空白が伸ばしてきた手を咄嗟に掴みねじり上げ、俺が馬乗りになるように位置取りをした。
「あいたたた。そういう事する相手間違ってるから」
よく聞いた声。そう、空白の正体はセリスだった。
「おまえ、何やってんだ」
月明かりしか照らすものがない部屋のなか、見覚えのありすぎる顔がしかめっつらをしていた。
燭台に火をつけ、この時間で竈に火を入れるのは憚られたので、水差しから互いのカップに水を入れる。
セリスは何も話さずにずっとスキルを使用しているようだった。俺に探査のボードを見れるようにしてくれていないが、真剣な眼で空中を追っていたからだ。
「それでどうしたんだよ」
「どうしたもこうしたも、自分で依頼したこと忘れたの」
セリスの言葉がどんな意味を持つか分かった俺は、居ても経ってもいられず席を勢いよく立ち上がった。だが、「話を聞くならまず座りなさい」とセリスに諭されて、落ち着かないながらも椅子に座り直した。

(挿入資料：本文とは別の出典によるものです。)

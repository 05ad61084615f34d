use anyhow::{Context, Result};
use axum::{routing::get, Router};
use metrics::gauge;
use metrics_exporter_prometheus::{PrometheusBuilder, PrometheusHandle};

use crate::config::LeaderboardConfig;

pub struct Metrics {
    pub handle: PrometheusHandle,
}

impl Metrics {
    /// Install the Prometheus recorder and publish static config gauges.
    /// Fails if a recorder is already installed in this process.
    pub fn init(cfg: &LeaderboardConfig) -> Result<Self> {
        // Use default buckets to avoid API differences across crate versions.
        let handle = PrometheusBuilder::new()
            .install_recorder()
            .context("prometheus: install recorder")?;

        gauge!("leaderboard_poll_interval_secs").set(cfg.poll_interval_secs as f64);
        gauge!("leaderboard_sources").set(cfg.sources.len() as f64);

        Ok(Self { handle })
    }

    /// Returns a router exposing `/metrics` with the Prometheus exposition format.
    pub fn router(&self) -> Router {
        let handle = self.handle.clone();
        Router::new().route(
            "/metrics",
            get(move || {
                let h = handle.clone();
                async move { h.render() }
            }),
        )
    }
}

「予想通り、あの子が深夜の内に王都を出たわよ。それも街門からじゃなくて、多分壁をよじ登ってだと思うけど。あれだけの力を持ってたなら、まあ簡単でしょうね」
「今はどこに」
セリスはテーブルに両肘をつき、組んだ手の上に顎を乗せて俺の目をのぞき込んできた。
「それを聞いてどうするの」
そんなの決まっている。そんなの決まっているんだ。頭の奥でかすかに頭痛がしたが気になる程じゃなく、俺は彼女の手伝いがしたいという話を正直に話した。

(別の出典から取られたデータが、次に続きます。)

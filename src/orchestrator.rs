//! Ranking cache and fetch orchestrator.
//!
//! Owns the per-source snapshot cache and the presentation state. Each poll
//! runs fetch → parse → aggregate → rank → compare, then applies the result
//! in one short critical section; the lock is never held across an `.await`,
//! so every state change is a single non-overlapping reaction.
//!
//! A poll always writes only to its own source's cache entry. Presentation
//! state is touched only while that source is still the active one, so a
//! slow response for a source the user already switched away from lands in
//! the cache silently.

use std::collections::HashMap;
use std::mem;
use std::sync::{Arc, Mutex, MutexGuard};
use std::time::Instant;

use chrono::{DateTime, Utc};
use metrics::{counter, describe_counter, describe_gauge, describe_histogram, gauge, histogram};
use once_cell::sync::OnceCell;
use serde::Serialize;
use tokio::task::JoinHandle;

use crate::change_detector::snapshots_equal;
use crate::config::EmptyPolicy;
use crate::error::FetchError;
use crate::ingest::parse_csv;
use crate::ingest::types::{Source, SourceFetcher};
use crate::ranking::{rank_rows, RankingSnapshot};

pub const STATUS_IDLE: &str = "Select a ranking to begin.";
pub const STATUS_FETCHING_UPDATES: &str = "Fetching updates...";
pub const STATUS_FETCHING_DATA: &str = "Fetching data...";
pub const STATUS_AWAITING_FIRST: &str = "Awaiting first results.";
pub const STATUS_FAILED: &str = "Failed to fetch data. Check the connection.";
pub const STATUS_STALE: &str = "Update failed. Showing last known data.";

/// One-time metrics registration (so series show up on /metrics).
fn ensure_metrics_described() {
    static ONCE: OnceCell<()> = OnceCell::new();
    ONCE.get_or_init(|| {
        describe_counter!("leaderboard_polls_total", "Polls started, by trigger.");
        describe_counter!(
            "leaderboard_poll_errors_total",
            "Polls that ended in a fetch or parse error, by kind."
        );
        describe_counter!(
            "leaderboard_promotions_total",
            "Changed snapshots written to the cache."
        );
        describe_counter!(
            "leaderboard_rows_skipped_total",
            "CSV data lines dropped as malformed."
        );
        describe_counter!(
            "leaderboard_fetch_failures_total",
            "Failed HTTP fetch attempts, retries included."
        );
        describe_histogram!("leaderboard_fetch_ms", "Fetch + parse time in milliseconds.");
        describe_gauge!(
            "leaderboard_last_update_ts",
            "Unix ts of the last snapshot promotion."
        );
    });
}

/// Everything a UI needs to render the board.
#[derive(Debug, Clone, PartialEq, Serialize)]
pub struct PresentationState {
    pub active_source: Option<String>,
    pub current: RankingSnapshot,
    /// What `current` was right before the latest promotion.
    pub previous: RankingSnapshot,
    pub status: String,
    pub is_loading: bool,
    pub updated_at: Option<DateTime<Utc>>,
}

impl Default for PresentationState {
    fn default() -> Self {
        Self {
            active_source: None,
            current: RankingSnapshot::default(),
            previous: RankingSnapshot::default(),
            status: STATUS_IDLE.to_string(),
            is_loading: false,
            updated_at: None,
        }
    }
}

#[derive(Debug, Clone)]
pub struct CacheEntry {
    pub snapshot: RankingSnapshot,
    pub fetched_at: DateTime<Utc>,
}

/// How a poll ended. Informational; state has already been updated.
#[derive(Debug, Clone, Copy, PartialEq, Eq)]
pub enum PollOutcome {
    /// New standings for the active source; current/previous shifted.
    Promoted,
    /// New standings for an inactive source; cache only.
    Cached,
    Unchanged,
    /// Header only. Nothing to show yet, or nothing new.
    Empty,
    Failed,
    /// A newer poll for the same source already finished.
    Superseded,
    UnknownSource,
}

#[derive(Default)]
struct State {
    cache: HashMap<String, CacheEntry>,
    view: PresentationState,
    launched: HashMap<String, u64>,
    applied: HashMap<String, u64>,
}

#[derive(Clone)]
pub struct RankingOrchestrator {
    sources: Arc<Vec<Source>>,
    fetcher: Arc<dyn SourceFetcher>,
    empty_policy: EmptyPolicy,
    state: Arc<Mutex<State>>,
}

impl RankingOrchestrator {
    pub fn new(sources: Vec<Source>, fetcher: Arc<dyn SourceFetcher>) -> Self {
        ensure_metrics_described();
        Self {
            sources: Arc::new(sources),
            fetcher,
            empty_policy: EmptyPolicy::default(),
            state: Arc::new(Mutex::new(State::default())),
        }
    }

    pub fn with_empty_policy(mut self, policy: EmptyPolicy) -> Self {
        self.empty_policy = policy;
        self
    }

    pub fn sources(&self) -> &[Source] {
        &self.sources
    }

    pub fn source(&self, id: &str) -> Option<&Source> {
        self.sources.iter().find(|s| s.id == id)
    }

    fn lock(&self) -> MutexGuard<'_, State> {
        match self.state.lock() {
            Ok(g) => g,
            Err(poison) => poison.into_inner(),
        }
    }

    /// Read-only copy of the presentation state.
    pub fn presentation(&self) -> PresentationState {
        self.lock().view.clone()
    }

    pub fn active_source(&self) -> Option<String> {
        self.lock().view.active_source.clone()
    }

    pub fn cached(&self, id: &str) -> Option<CacheEntry> {
        self.lock().cache.get(id).cloned()
    }

    /// Make `id` the active source and kick off a fetch.
    ///
    /// A cached snapshot is promoted immediately so the board never waits on
    /// the network when it has something to show. Returns `None` for an
    /// unknown id. Must be called from within a Tokio runtime.
    pub fn select_source(&self, id: &str) -> Option<JoinHandle<PollOutcome>> {
        if self.source(id).is_none() {
            tracing::warn!(source = %id, "select_source: unknown source");
            return None;
        }
        {
            let mut st = self.lock();
            let cached = st.cache.get(id).cloned();
            let view = &mut st.view;
            view.active_source = Some(id.to_string());
            match cached {
                Some(entry) => {
                    view.previous = mem::replace(&mut view.current, entry.snapshot);
                    view.updated_at = Some(entry.fetched_at);
                    view.status = STATUS_FETCHING_UPDATES.to_string();
                }
                None => {
                    view.current = RankingSnapshot::default();
                    view.updated_at = None;
                    view.status = STATUS_FETCHING_DATA.to_string();
                }
            }
            view.is_loading = true;
        }
        tracing::info!(source = %id, "source selected");

        let this = self.clone();
        let id = id.to_string();
        Some(tokio::spawn(async move { this.poll(&id, false).await }))
    }

    /// Drop the active source and return to the idle view. Cached snapshots
    /// are kept for the next selection.
    pub fn clear_active(&self) {
        let mut st = self.lock();
        if let Some(id) = st.view.active_source.take() {
            tracing::info!(source = %id, "source deselected");
        }
        st.view = PresentationState::default();
    }

    /// Fetch, rank and reconcile one source. Never fails: every error ends
    /// up as a status string.
    pub async fn poll(&self, id: &str, is_background: bool) -> PollOutcome {
        let Some(source) = self.source(id).cloned() else {
            tracing::warn!(source = %id, "poll: unknown source");
            return PollOutcome::UnknownSource;
        };
        let trigger = if is_background { "background" } else { "select" };
        counter!("leaderboard_polls_total", "trigger" => trigger).increment(1);

        let ticket = {
            let mut st = self.lock();
            let n = st.launched.entry(source.id.clone()).or_insert(0);
            *n += 1;
            *n
        };

        let t0 = Instant::now();
        let result = self.fetch_snapshot(&source).await;
        histogram!("leaderboard_fetch_ms").record(t0.elapsed().as_secs_f64() * 1_000.0);

        let mut st = self.lock();
        if st.applied.get(&source.id).is_some_and(|&done| done > ticket) {
            tracing::debug!(source = %source.id, ticket, "dropping superseded poll result");
            return PollOutcome::Superseded;
        }
        st.applied.insert(source.id.clone(), ticket);

        let is_active = st.view.active_source.as_deref() == Some(source.id.as_str());
        let has_cache = st.cache.contains_key(&source.id);

        let outcome = match result {
            Ok(snapshot) => {
                let cached = st.cache.get(&source.id).map(|e| &e.snapshot);
                if snapshots_equal(Some(&snapshot), cached) {
                    tracing::trace!(source = %source.id, trigger, "no change");
                    PollOutcome::Unchanged
                } else {
                    let now = Utc::now();
                    st.cache.insert(
                        source.id.clone(),
                        CacheEntry {
                            snapshot: snapshot.clone(),
                            fetched_at: now,
                        },
                    );
                    counter!("leaderboard_promotions_total").increment(1);
                    gauge!("leaderboard_last_update_ts").set(now.timestamp() as f64);
                    tracing::info!(
                        source = %source.id,
                        teams = snapshot.len(),
                        active = is_active,
                        "standings changed"
                    );
                    if is_active {
                        let view = &mut st.view;
                        view.previous = mem::replace(&mut view.current, snapshot);
                        view.updated_at = Some(now);
                        PollOutcome::Promoted
                    } else {
                        PollOutcome::Cached
                    }
                }
            }
            Err(FetchError::ParseEmpty) => {
                tracing::debug!(source = %source.id, trigger, "no data rows yet");
                PollOutcome::Empty
            }
            Err(e) => {
                counter!("leaderboard_poll_errors_total", "kind" => e.kind()).increment(1);
                tracing::warn!(
                    error = %e,
                    source = %source.id,
                    trigger,
                    has_cache,
                    "poll failed"
                );
                PollOutcome::Failed
            }
        };

        if is_active {
            let view = &mut st.view;
            view.status = match outcome {
                PollOutcome::Empty if !has_cache => STATUS_AWAITING_FIRST,
                PollOutcome::Failed if has_cache => STATUS_STALE,
                PollOutcome::Failed => STATUS_FAILED,
                _ => "",
            }
            .to_string();
            view.is_loading = false;
        }
        outcome
    }

    async fn fetch_snapshot(&self, source: &Source) -> Result<RankingSnapshot, FetchError> {
        let body = self.fetcher.fetch_csv(source).await?;
        let parsed = parse_csv(&body)?;
        if parsed.skipped > 0 {
            counter!("leaderboard_rows_skipped_total").increment(parsed.skipped as u64);
            tracing::debug!(source = %source.id, skipped = parsed.skipped, "skipped malformed rows");
        }
        if parsed.rows.is_empty() && self.empty_policy == EmptyPolicy::Strict {
            return Err(FetchError::NoValidRows {
                skipped: parsed.skipped,
            });
        }
        Ok(rank_rows(&parsed.rows))
    }
}

#[cfg(test)]
mod tests {
    use super::*;
    use crate::ingest::providers::fixture::FixtureFetcher;

    fn orchestrator(fetcher: Arc<FixtureFetcher>) -> RankingOrchestrator {
        RankingOrchestrator::new(
            vec![
                Source::new("a", "A", "https://example.com/a"),
                Source::new("b", "B", "https://example.com/b"),
            ],
            fetcher,
        )
    }

    #[test]
    fn starts_idle() {
        let o = orchestrator(Arc::new(FixtureFetcher::new()));
        let view = o.presentation();
        assert_eq!(view.status, STATUS_IDLE);
        assert!(view.active_source.is_none());
        assert!(!view.is_loading);
    }

    #[tokio::test]
    async fn unknown_source_is_ignored() {
        let o = orchestrator(Arc::new(FixtureFetcher::new()));
        assert!(o.select_source("zzz").is_none());
        assert_eq!(o.poll("zzz", true).await, PollOutcome::UnknownSource);
        assert_eq!(o.presentation(), PresentationState::default());
    }

    #[tokio::test]
    async fn clear_active_returns_to_idle_and_keeps_cache() {
        let f = Arc::new(FixtureFetcher::new());
        f.push_body("a", "Team,Score\nAzul,1\n");
        let o = orchestrator(f);
        o.select_source("a").unwrap().await.unwrap();

        o.clear_active();
        assert_eq!(o.presentation(), PresentationState::default());
        assert!(o.cached("a").is_some());
        assert_eq!(o.poll("a", true).await, PollOutcome::Unchanged);
        assert_eq!(o.presentation(), PresentationState::default());
    }

    #[tokio::test]
    async fn strict_policy_turns_all_junk_into_failure() {
        let f = Arc::new(FixtureFetcher::new());
        f.push_body("a", "Team,Score\n,\nonly-one-column\n");
        let o = orchestrator(f).with_empty_policy(EmptyPolicy::Strict);
        o.select_source("a").unwrap().await.unwrap();
        let view = o.presentation();
        assert_eq!(view.status, STATUS_FAILED);
        assert!(view.current.is_empty());
        assert!(o.cached("a").is_none());
    }

    #[tokio::test]
    async fn lenient_policy_promotes_empty_board() {
        let f = Arc::new(FixtureFetcher::new());
        f.push_body("a", "Team,Score\n,\n");
        let o = orchestrator(f);
        let outcome = o.select_source("a").unwrap().await.unwrap();
        assert_eq!(outcome, PollOutcome::Promoted);
        assert_eq!(o.presentation().status, "");
        assert!(o.cached("a").is_some());
    }
}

「たった一回、いえ二回依頼を共にしただけなのに、なんでそこまで深入りしようとするの」
俺はセリスに言われて初めて気付いたような気持ちになった。そう、彼女との接点はたった二回の依頼だけだ。なのに、長いこと一緒に過ごしたような気になっていた。
「俺は」
「短い間だったけど、彼女が優しいって事は分かっているわ。だけど、そこにつけ込むという形にもなるということは理解出来ているの」
「俺が彼女の事情を利用するって事か! そんなこと――」
「シュウは思わなくても、今の状態から体よく逃げるには格好の条件よ。あれだけの力をもった彼女が言いよどむほどの内容、『闇』ギルド向けの依頼でしょうし雰囲気から長期になりそうだったし」
そんなつもりは微塵もなかったのに、喉から声が出せなかった。
彼女を助けるつもりが、逆に俺の都合に巻き込む?
「まあ、彼女には悪いけどこっちは利用させて貰おうと思ってるけどね。人となりが分からない人間に任せるより、少しでも知っている方がいいし。なにより、彼女も当事者だしあのときよりとても強くなってるし」
「思ってるって、もしかしてミラも」
「知ってるわよ。悪いけど、さすがに内緒にするには重すぎるから」
ミラもセリスも俺の背中を押してくれている。彼女を利用するって形には引けを感じるけど、誰も損をしないWIN-WINな案なんだ。
「セリス教えてくれ。マルは今どこに居るんだ、どこに向かおうとしているんだ」
王都を出たマルはどうやら故郷へ向かっているのではないかという事だった。
ディスパー王都を東に抜けるとアジャルスト聖王国があり、その先のフェルトスルール連合国のどこかに魔人が住む小国があるらしい。
マルは現在、王都をでて東にあるロゼの街に向かっている。
「追いつくならロゼの街じゃなくて、そのさきにエスレクの街に先回りした方がいいかもね」
もう旅の準備を出来てるんでしょと、あきれ顔で言ってくるセリスには悪いが、感謝しかない。
「最後にミラから一言だけ伝言があるわよ」
――必ず帰ってくること。
おれはその言葉に、ゆっくりと頷いた。